What lines of the material below hold the string "target"? Copy them out.
-=-=-=-=-
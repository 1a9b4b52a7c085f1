//! Statement parsing.

use runac_lex::{Token, TokenKind};

use crate::ast::{Binding, Expr, InlineAssembly, MatchCase, Stmt};
use crate::parser::Parser;

impl<'a> Parser<'a> {
    /// `statement := let_stmt | set_stmt | if_stmt | while_stmt | return_stmt
    ///             | print_stmt | match_stmt | break_stmt | continue_stmt
    ///             | inline_asm_stmt | expr_stmt`
    pub fn parse_statement(&mut self) -> Stmt {
        match self.current_kind() {
            TokenKind::Let => self.parse_let_stmt(),
            TokenKind::Set => self.parse_set_stmt(),
            TokenKind::If => self.parse_if_stmt(),
            TokenKind::While => self.parse_while_stmt(),
            TokenKind::Return => self.parse_return_stmt(),
            TokenKind::Print => self.parse_print_stmt(),
            TokenKind::Match => self.parse_match_stmt(),
            TokenKind::Break => {
                self.advance();
                Stmt::Break
            }
            TokenKind::Continue => {
                self.advance();
                Stmt::Continue
            }
            TokenKind::Inline => self.parse_inline_assembly(),
            _ => Stmt::ExpressionStmt(self.parse_expression()),
        }
    }

    /// Parses statements until `is_end` reports the current token closes the
    /// enclosing block. Never consumes the closing token itself.
    pub(crate) fn parse_block(&mut self, is_end: impl Fn(&Self) -> bool) -> Vec<Stmt> {
        let mut stmts = Vec::new();
        while !is_end(self) && !self.at(TokenKind::Eof) {
            stmts.push(self.parse_statement());
        }
        stmts
    }

    /// `'Let' IDENT 'be' expression`, where the RHS may be a bare type name
    /// (zero-initialized allocation) instead of a value expression.
    fn parse_let_stmt(&mut self) -> Stmt {
        self.eat(TokenKind::Let);
        let name = self.eat_identifier();
        self.eat(TokenKind::Be);
        let expr = self.parse_let_rhs();
        Stmt::Let { name, expr }
    }

    fn parse_let_rhs(&mut self) -> Expr {
        if self.at(TokenKind::Identifier) {
            if let Some(sym) = self.current().lexeme {
                if self.is_type_name(sym) {
                    let follows_with_value = matches!(
                        self.peek_kind(1),
                        TokenKind::LParen | TokenKind::With | TokenKind::Dot | TokenKind::LBracket
                    );
                    if !follows_with_value {
                        self.advance();
                        return Expr::TypeName(sym);
                    }
                }
            }
        }
        self.parse_expression()
    }

    /// `'Set' expression 'to' expression`
    fn parse_set_stmt(&mut self) -> Stmt {
        self.eat(TokenKind::Set);
        let target = self.parse_expression();
        self.eat(TokenKind::To);
        let value = self.parse_expression();
        Stmt::Set { target, value }
    }

    fn parse_return_stmt(&mut self) -> Stmt {
        self.eat(TokenKind::Return);
        Stmt::Return(self.parse_expression())
    }

    fn parse_print_stmt(&mut self) -> Stmt {
        self.eat(TokenKind::Print);
        Stmt::Print(self.parse_expression())
    }

    /// `'If' comparison ':' statement* ('Otherwise' (if_stmt | ':' statement*))? 'End' 'If'`
    ///
    /// An entire `If`/`Otherwise If`/.../`Otherwise`/`End If` chain has a
    /// single closing `End If`, no matter how many `Otherwise If` links it
    /// has — so only this outer entry point consumes the leading `If` and
    /// trailing `End If`. Each `Otherwise If` link is parsed by
    /// `parse_if_tail`, which folds it into a nested `If` in the enclosing
    /// else body (§4.2's elif-to-nested-if transformation) without touching
    /// either terminator.
    fn parse_if_stmt(&mut self) -> Stmt {
        self.eat(TokenKind::If);
        let stmt = self.parse_if_tail();
        self.eat(TokenKind::End);
        self.eat(TokenKind::If);
        stmt
    }

    /// Parses `comparison ':' statement* ('Otherwise' ...)?` — everything
    /// between a leading `If`/`Otherwise If` and the chain's final
    /// `End If`, which the caller is responsible for.
    fn parse_if_tail(&mut self) -> Stmt {
        let condition = self.parse_comparison();
        self.eat(TokenKind::Colon);
        let then_body = self.parse_block(|p| p.at(TokenKind::Otherwise) || p.at(TokenKind::End));

        let else_body = if self.at(TokenKind::Otherwise) {
            self.advance();
            if self.at(TokenKind::If) {
                self.advance();
                vec![self.parse_if_tail()]
            } else {
                self.eat(TokenKind::Colon);
                self.parse_block(|p| p.at(TokenKind::End))
            }
        } else {
            Vec::new()
        };

        Stmt::If {
            condition,
            then_body,
            else_body,
        }
    }

    /// `'While' comparison ':' statement* 'End' 'While'`
    fn parse_while_stmt(&mut self) -> Stmt {
        self.eat(TokenKind::While);
        let condition = self.parse_comparison();
        self.eat(TokenKind::Colon);
        let body = self.parse_block(|p| p.at(TokenKind::End));
        self.eat(TokenKind::End);
        self.eat(TokenKind::While);
        Stmt::While { condition, body }
    }

    /// `'Match' expression ':' match_case+ 'End' 'Match'`
    fn parse_match_stmt(&mut self) -> Stmt {
        self.eat(TokenKind::Match);
        let scrutinee = self.parse_expression();
        self.eat(TokenKind::Colon);
        let mut cases = Vec::new();
        while self.at(TokenKind::When) {
            cases.push(self.parse_match_case());
        }
        self.eat(TokenKind::End);
        self.eat(TokenKind::Match);
        Stmt::Match { scrutinee, cases }
    }

    /// `'When' IDENT ('with' binding ('and' binding)*)? ':' statement* 'End' 'When'`
    /// where `binding := IDENT 'as' IDENT`.
    fn parse_match_case(&mut self) -> MatchCase {
        let span = self.span();
        self.eat(TokenKind::When);
        let variant_name = self.eat_identifier();
        let mut bindings = Vec::new();
        if self.at(TokenKind::With) {
            self.advance();
            loop {
                let field_name = self.eat_identifier();
                self.eat(TokenKind::As);
                let local_name = self.eat_identifier();
                bindings.push(Binding {
                    field_name,
                    local_name,
                });
                if self.at(TokenKind::And) {
                    self.advance();
                    continue;
                }
                break;
            }
        }
        self.eat(TokenKind::Colon);
        let body = self.parse_block(|p| p.at(TokenKind::End));
        self.eat(TokenKind::End);
        self.eat(TokenKind::When);
        MatchCase {
            variant_name,
            bindings,
            body,
            span,
        }
    }

    /// `'Inline' 'Assembly' ':' (STRING 'Note' ':' note_text)* constraint_sections 'End' 'Assembly'`
    ///
    /// Each instruction's note is free-form text, so it cannot be parsed as
    /// grammar — it is consumed token-by-token until the next instruction,
    /// the closing `End Assembly`, or a constraint-section colon, matching
    /// §4.2's description of the note boundary.
    fn parse_inline_assembly(&mut self) -> Stmt {
        self.eat(TokenKind::Inline);
        self.eat(TokenKind::Assembly);
        self.eat(TokenKind::Colon);

        let mut asm = InlineAssembly::default();
        while self.at(TokenKind::StringLiteral) {
            asm.lines.push(self.eat_string().to_string());
            self.eat(TokenKind::Note);
            self.eat(TokenKind::Colon);
            asm.notes.push(self.consume_note_text());
        }

        if self.at(TokenKind::Colon) {
            self.advance();
            asm.outputs = self.parse_constraint_list();
        }
        if self.at(TokenKind::Colon) {
            self.advance();
            asm.inputs = self.parse_constraint_list();
        }
        if self.at(TokenKind::Colon) {
            self.advance();
            asm.clobbers = self.parse_constraint_list();
        }

        self.eat(TokenKind::End);
        self.eat(TokenKind::Assembly);
        Stmt::InlineAssembly(asm)
    }

    fn consume_note_text(&mut self) -> String {
        let mut words = Vec::new();
        while !matches!(
            self.current_kind(),
            TokenKind::StringLiteral | TokenKind::End | TokenKind::Assembly | TokenKind::Colon | TokenKind::Eof
        ) {
            words.push(token_text(self.advance()));
        }
        words.join(" ")
    }

    fn parse_constraint_list(&mut self) -> Vec<String> {
        let mut items = Vec::new();
        while self.at(TokenKind::StringLiteral) {
            items.push(self.eat_string().to_string());
            if self.at(TokenKind::Comma) {
                self.advance();
                continue;
            }
            break;
        }
        items
    }
}

fn token_text(tok: Token) -> String {
    match tok.lexeme {
        Some(lexeme) => lexeme.to_string(),
        None => format!("{:?}", tok.kind),
    }
}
-=-=-=-=-
- [Response area]
        let target = self.parse_expression();
        Stmt::Set { target, value }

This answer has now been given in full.